Jet-Setting Vacationers Find Trouble In Paradise In 'Beautiful Animals' Two entitled young women vacationing on a chic Greek island get involved with a mysterious stranger in Lawrence Osborne's new novel. Critic John Powers calls it a "seductively menacing new thriller."
Jet-Setting Vacationers Find Trouble In Paradise In 'Beautiful Animals'
It's that time of year when you hear talk of "summer reading," a term that refers to books that are fun and undemanding — you know, the perfect accompaniment to lying on the beach. Such books heighten the airy sense of irresponsibility that comes with escaping the gravity of our lives back home.
That weightlessness is at the core of Beautiful Animals, a seductively menacing new thriller by Lawrence Osborne, a Bangkok-based English writer who unites Graham Greene's fondness for foreign soil with Patricia Highsmith's fascination with the nastier coils of the human psyche.
Set on the jet-setty Greek island of Hydra, this new novel offers all the glamorous pleasures of a vacation page-turner — you never know where it's heading. But it has things on its mind.
The story begins with Naomi, a disgraced British lawyer in her late 20s who's spending the summer at the fancy vacation home of her father, an art collector whose values she disdains, though not enough to stop living off his money. Cynical and bored — she describes herself as a "spinning top" — Naomi is delighted when she meets Sam, a gorgeous American college girl who feels superior to her own father, a liberal journalist.

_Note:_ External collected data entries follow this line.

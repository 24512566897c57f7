//! Version stamps and tombstones for replication.
//!
//! The [`Registry`](crate::Registry) stamps every entity creation and
//! destruction, every component write and every component removal with its
//! current [`Version`]. A replication layer sends what changed since a peer's
//! last acknowledged version, then prunes records every peer has seen with
//! [`ChangeLog::prune_acknowledged`].

use std::collections::HashMap;

use crate::component::ComponentTypeId;
use crate::entity::Entity;

/// Monotonic stamp, typically the server tick.
pub type Version = u64;

/// Key of a per-component record.
pub type ComponentKey = (Entity, ComponentTypeId);

/// Creation, update and destruction records, stamped with versions.
#[derive(Debug, Default, Clone)]
pub struct ChangeLog {
    current: Version,
    entity_creations: HashMap<Entity, Version>,
    entity_destructions: HashMap<Entity, Version>,
    component_updates: HashMap<ComponentKey, Version>,
    component_destructions: HashMap<ComponentKey, Version>,
}

impl ChangeLog {
    #[must_use]
    pub fn new() -> Self {
        Self::default()
    }

    /// The version new records are stamped with.
    #[must_use]
    pub fn current_version(&self) -> Version {
        self.current
    }

    pub fn set_current_version(&mut self, version: Version) {
        self.current = version;
    }

    /// Entities spawned or claimed, with the version they appeared at.
    #[must_use]
    pub fn entity_creations(&self) -> &HashMap<Entity, Version> {
        &self.entity_creations
    }

    /// Killed entities, with the version they died at.
    #[must_use]
    pub fn entity_destructions(&self) -> &HashMap<Entity, Version> {
        &self.entity_destructions
    }

    /// Last write version of each present component.
    #[must_use]
    pub fn component_updates(&self) -> &HashMap<ComponentKey, Version> {
        &self.component_updates
    }

    /// Removed components, with the version they were removed at.
    #[must_use]
    pub fn component_destructions(&self) -> &HashMap<ComponentKey, Version> {
        &self.component_destructions
    }

    /// Last write version of `tag` on `entity`.
    #[must_use]
    pub fn component_version(&self, entity: Entity, tag: ComponentTypeId) -> Option<Version> {
        self.component_updates.get(&(entity, tag)).copied()
    }

    pub(crate) fn record_creation(&mut self, entity: Entity) {
        self.entity_creations.insert(entity, self.current);
    }

    /// Stamp a kill. Per-component records of the entity are dropped; the
    /// entity tombstone covers them.
    pub(crate) fn record_destruction(&mut self, entity: Entity) {
        self.entity_destructions.insert(entity, self.current);
        self.component_updates.retain(|(e, _), _| *e != entity);
        self.component_destructions.retain(|(e, _), _| *e != entity);
    }

    /// Stamp a component write. A pending removal of the same component is
    /// superseded.
    pub(crate) fn record_update(&mut self, entity: Entity, tag: ComponentTypeId) {
        self.component_destructions.remove(&(entity, tag));
        self.component_updates.insert((entity, tag), self.current);
    }

    pub(crate) fn record_removal(&mut self, entity: Entity, tag: ComponentTypeId) {
        self.component_updates.remove(&(entity, tag));
        self.component_destructions.insert((entity, tag), self.current);
    }

    pub fn remove_entity_creation(&mut self, entity: Entity) -> Option<Version> {
        self.entity_creations.remove(&entity)
    }

    pub fn remove_entity_destruction(&mut self, entity: Entity) -> Option<Version> {
        self.entity_destructions.remove(&entity)
    }

    pub fn remove_component_update(&mut self, entity: Entity, tag: ComponentTypeId) -> Option<Version> {
        self.component_updates.remove(&(entity, tag))
    }

    pub fn remove_component_destruction(
        &mut self,
        entity: Entity,
        tag: ComponentTypeId,
    ) -> Option<Version> {
        self.component_destructions.remove(&(entity, tag))
    }

    /// Drop every record stamped at or before `acknowledged`. Returns the
    /// number of records dropped.
    pub fn prune_acknowledged(&mut self, acknowledged: Version) -> usize {
        let before = self.len();
        self.entity_creations.retain(|_, v| *v > acknowledged);
        self.entity_destructions.retain(|_, v| *v > acknowledged);
        self.component_updates.retain(|_, v| *v > acknowledged);
        self.component_destructions.retain(|_, v| *v > acknowledged);
        before - self.len()
    }

    /// Total number of records held.
    #[must_use]
    pub fn len(&self) -> usize {
        self.entity_creations.len()
            + self.entity_destructions.len()
            + self.component_updates.len()
            + self.component_destructions.len()
    }

    #[must_use]
    pub fn is_empty(&self) -> bool {
        self.len() == 0
    }
}

#[cfg(test)]
mod tests {
    use super::*;

    const TAG: ComponentTypeId = ComponentTypeId::from_name("Health");

    #[test]
    fn test_records_use_current_version() {
        let mut log = ChangeLog::new();
        let e = Entity::new(0, 0);
        log.set_current_version(3);
        log.record_creation(e);
        log.record_update(e, TAG);
        assert_eq!(log.entity_creations().get(&e), Some(&3));
        assert_eq!(log.component_version(e, TAG), Some(3));
    }

    #[test]
    fn test_update_supersedes_removal() {
        let mut log = ChangeLog::new();
        let e = Entity::new(1, 0);
        log.record_update(e, TAG);
        log.set_current_version(2);
        log.record_removal(e, TAG);
        assert_eq!(log.component_version(e, TAG), None);
        assert_eq!(log.component_destructions().get(&(e, TAG)), Some(&2));

        log.set_current_version(4);
        log.record_update(e, TAG);
        assert!(log.component_destructions().is_empty());
        assert_eq!(log.component_version(e, TAG), Some(4));
    }

    #[test]
    fn test_destruction_drops_component_records() {
        let mut log = ChangeLog::new();
        let e = Entity::new(2, 0);
        let other = Entity::new(3, 0);
        log.record_update(e, TAG);
        log.record_removal(e, ComponentTypeId::from_name("Depth"));
        log.record_update(other, TAG);
        log.record_destruction(e);
        assert!(log.entity_destructions().contains_key(&e));
        assert_eq!(log.component_updates().len(), 1);
        assert!(log.component_destructions().is_empty());
    }

    #[test]
    fn test_prune_acknowledged() {
        let mut log = ChangeLog::new();
        let a = Entity::new(0, 0);
        let b = Entity::new(1, 0);
        log.set_current_version(1);
        log.record_creation(a);
        log.set_current_version(5);
        log.record_creation(b);
        log.record_update(b, TAG);

        assert_eq!(log.prune_acknowledged(4), 1);
        assert!(!log.entity_creations().contains_key(&a));
        assert_eq!(log.len(), 2);
        assert_eq!(log.prune_acknowledged(5), 2);
        assert!(log.is_empty());
    }
}
//! Core [`Component`] trait and the snapshot payload boundary.
//!
//! Any `Send + Sync + 'static` type can be stored in the registry once it
//! implements [`Component`]. Types that take part in checkpoints or
//! replication additionally implement [`SyncComponent`], which turns a record
//! into a tagged, fixed-layout byte payload and back.
//!
//! ## Type tags
//!
//! [`ComponentTypeId`] is derived from the component's **string name** using
//! FNV-1a 64-bit, so the tag written into a snapshot does not depend on the
//! compiler's `TypeId` and stays stable between builds.

use serde::{Deserialize, Serialize};

use crate::error::PayloadError;

/// A stable identifier for a component type, derived from its name using the
/// FNV-1a 64-bit hash.
#[derive(Debug, Clone, Copy, PartialEq, Eq, Hash, Serialize, Deserialize, PartialOrd, Ord)]
pub struct ComponentTypeId(pub u64);

impl ComponentTypeId {
    /// FNV-1a 64-bit offset basis.
    const FNV_OFFSET_BASIS: u64 = 0xcbf2_9ce4_8422_2325;

    /// FNV-1a 64-bit prime.
    const FNV_PRIME: u64 = 0x0100_0000_01b3;

    /// Compute the [`ComponentTypeId`] for a component name.
    ///
    /// ```text
    /// hash = 0xcbf29ce484222325
    /// for each byte in name.as_bytes():
    ///     hash = (hash ^ byte) * 0x00000100000001b3
    /// ```
    #[must_use]
    pub const fn from_name(name: &str) -> Self {
        let bytes = name.as_bytes();
        let mut hash = Self::FNV_OFFSET_BASIS;
        let mut i = 0;
        while i < bytes.len() {
            hash ^= bytes[i] as u64;
            hash = hash.wrapping_mul(Self::FNV_PRIME);
            i += 1;
        }
        Self(hash)
    }

    /// Compute the [`ComponentTypeId`] for a Rust component type `T`.
    #[must_use]
    pub fn of<T: Component>() -> Self {
        Self::from_name(T::type_name())
    }
}

/// The core component trait.
///
/// Components are plain data records. The registry is their sole owner and
/// gives out borrows only.
///
/// # Examples
///
/// ```rust
/// use engine_registry::{Component, Registry};
///
/// #[derive(Debug, Clone, PartialEq)]
/// struct Health {
///     current: f32,
///     max: f32,
/// }
///
/// impl Component for Health {
///     fn type_name() -> &'static str { "Health" }
/// }
///
/// let mut registry = Registry::new();
/// registry.register_component::<Health>().unwrap();
/// let e = registry.spawn();
/// registry.add_component(e, Health { current: 80.0, max: 100.0 }).unwrap();
/// assert!(registry.has_component::<Health>(e).unwrap());
/// ```
pub trait Component: Send + Sync + 'static {
    /// A human-readable name for this component type.
    fn type_name() -> &'static str;

    /// Returns the [`ComponentTypeId`] for this component.
    fn component_type_id() -> ComponentTypeId {
        ComponentTypeId::from_name(Self::type_name())
    }
}

/// A component captured as a type tag plus a byte-exact payload.
#[derive(Debug, Clone, PartialEq, Eq, Serialize, Deserialize)]
pub struct SerializedComponent {
    /// The component type the payload belongs to.
    pub tag: ComponentTypeId,
    /// Fixed-layout field bytes.
    pub data: Vec<u8>,
}

impl SerializedComponent {
    /// Wrap a payload for component type `T`.
    #[must_use]
    pub fn new<T: Component>(data: Vec<u8>) -> Self {
        Self {
            tag: T::component_type_id(),
            data,
        }
    }

    /// Payload length in bytes.
    #[must_use]
    pub fn len(&self) -> usize {
        self.data.len()
    }

    /// Returns `true` if the payload is empty.
    #[must_use]
    pub fn is_empty(&self) -> bool {
        self.data.is_empty()
    }
}

/// A component that can be checkpointed and replicated.
pub trait SyncComponent: Component {
    /// Capture the record's fields as a tagged payload.
    fn serialize(&self) -> SerializedComponent;

    /// Overwrite the record's fields from `payload`.
    ///
    /// # Errors
    ///
    /// Returns [`PayloadError::TooShort`] and leaves `self` untouched if the
    /// payload is shorter than the record's layout. Trailing bytes are ignored.
    fn deserialize(&mut self, payload: &[u8]) -> Result<(), PayloadError>;
}

/// Encode `f32` fields back to back in little-endian order.
#[must_use]
pub fn encode_f32s(fields: &[f32]) -> Vec<u8> {
    fields.iter().flat_map(|f| f.to_le_bytes()).collect()
}

/// Decode `N` little-endian `f32` fields from the start of `payload`.
///
/// # Errors
///
/// Returns [`PayloadError::TooShort`] if fewer than `N * 4` bytes are present.
pub fn decode_f32s<const N: usize>(payload: &[u8]) -> Result<[f32; N], PayloadError> {
    let expected = N * size_of::<f32>();
    if payload.len() < expected {
        return Err(PayloadError::TooShort {
            expected,
            actual: payload.len(),
        });
    }
    let mut out = [0.0; N];
    for (field, chunk) in out.iter_mut().zip(payload.chunks_exact(size_of::<f32>())) {
        *field = f32::from_le_bytes([chunk[0], chunk[1], chunk[2], chunk[3]]);
    }
    Ok(out)
}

Even though Sam catches a whiff of sociopathy in Naomi's sophistication, she's attracted by it. Soon they are wandering the sun-bedazzled island, basking in their own specialness.
Things change when Naomi and Sam stumble across a handsome young man washed up on an isolated beach. His name is Faoud and he's pretty clearly that inescapable figure in today's fiction — a migrant.
Fancying herself an idealist, Naomi wants to help him. She concocts the sort of childish scheme you only cook up if your life has insulated you from the idea of consequences. And though Sam doesn't love the plan, she's too weak to escape Naomi's orbit when things start to boomerang.
Osborne made his name as a brilliant travel writer, and like his earlier novels — set in Morocco, Macau and Cambodia — Beautiful Animals creates a thrillingly immersive sense of place. Whether he's describing the "pale chocolate color" of soil around olive trees, the exact crockery you'd find in a yacht or the sociology of Hydra's Four Seasons Resort — famous, I discovered, for being filled with Russians — his sharp, knowing prose lets us see this island world and smell it and hear it.
Because he has spent much of his life on the road, Osborne knows first-hand the dreams, delusions, foibles and monstrosities of modern tourists and expats. At one point Naomi thinks that visitors to Hydra, "were out of their element and therefore unleashed. Their eyes had a different cruelty and freedom." Osborn clearly agrees. Compulsively searching for something, his characters adopt new personalities, do reckless things and treat other people's lands as theme parks where what's happening isn't quite real.
But, of course it is. And the tension in his work lies in waiting to see what happens when those thoughtlessly skimming a foreign land collide with terra firma. In Beautiful Animals, the refugee Faoud is not simply a victim or a cause, but a man with ambitions of his own. The locals on Hydra may accept tourists' money, but that doesn't mean they share their values or desires or plans.
What does all this mean for those beautiful animals, Naomi and Sam? When things go wrong, are they taken down by their antics, or are they shielded by their privilege? I'll say only this: What makes Osborne's work so compelling is that it's ruthlessly unpredictable. This is one writer who knows that life, even on a rapturously lovely Greek island, is no day at the beach.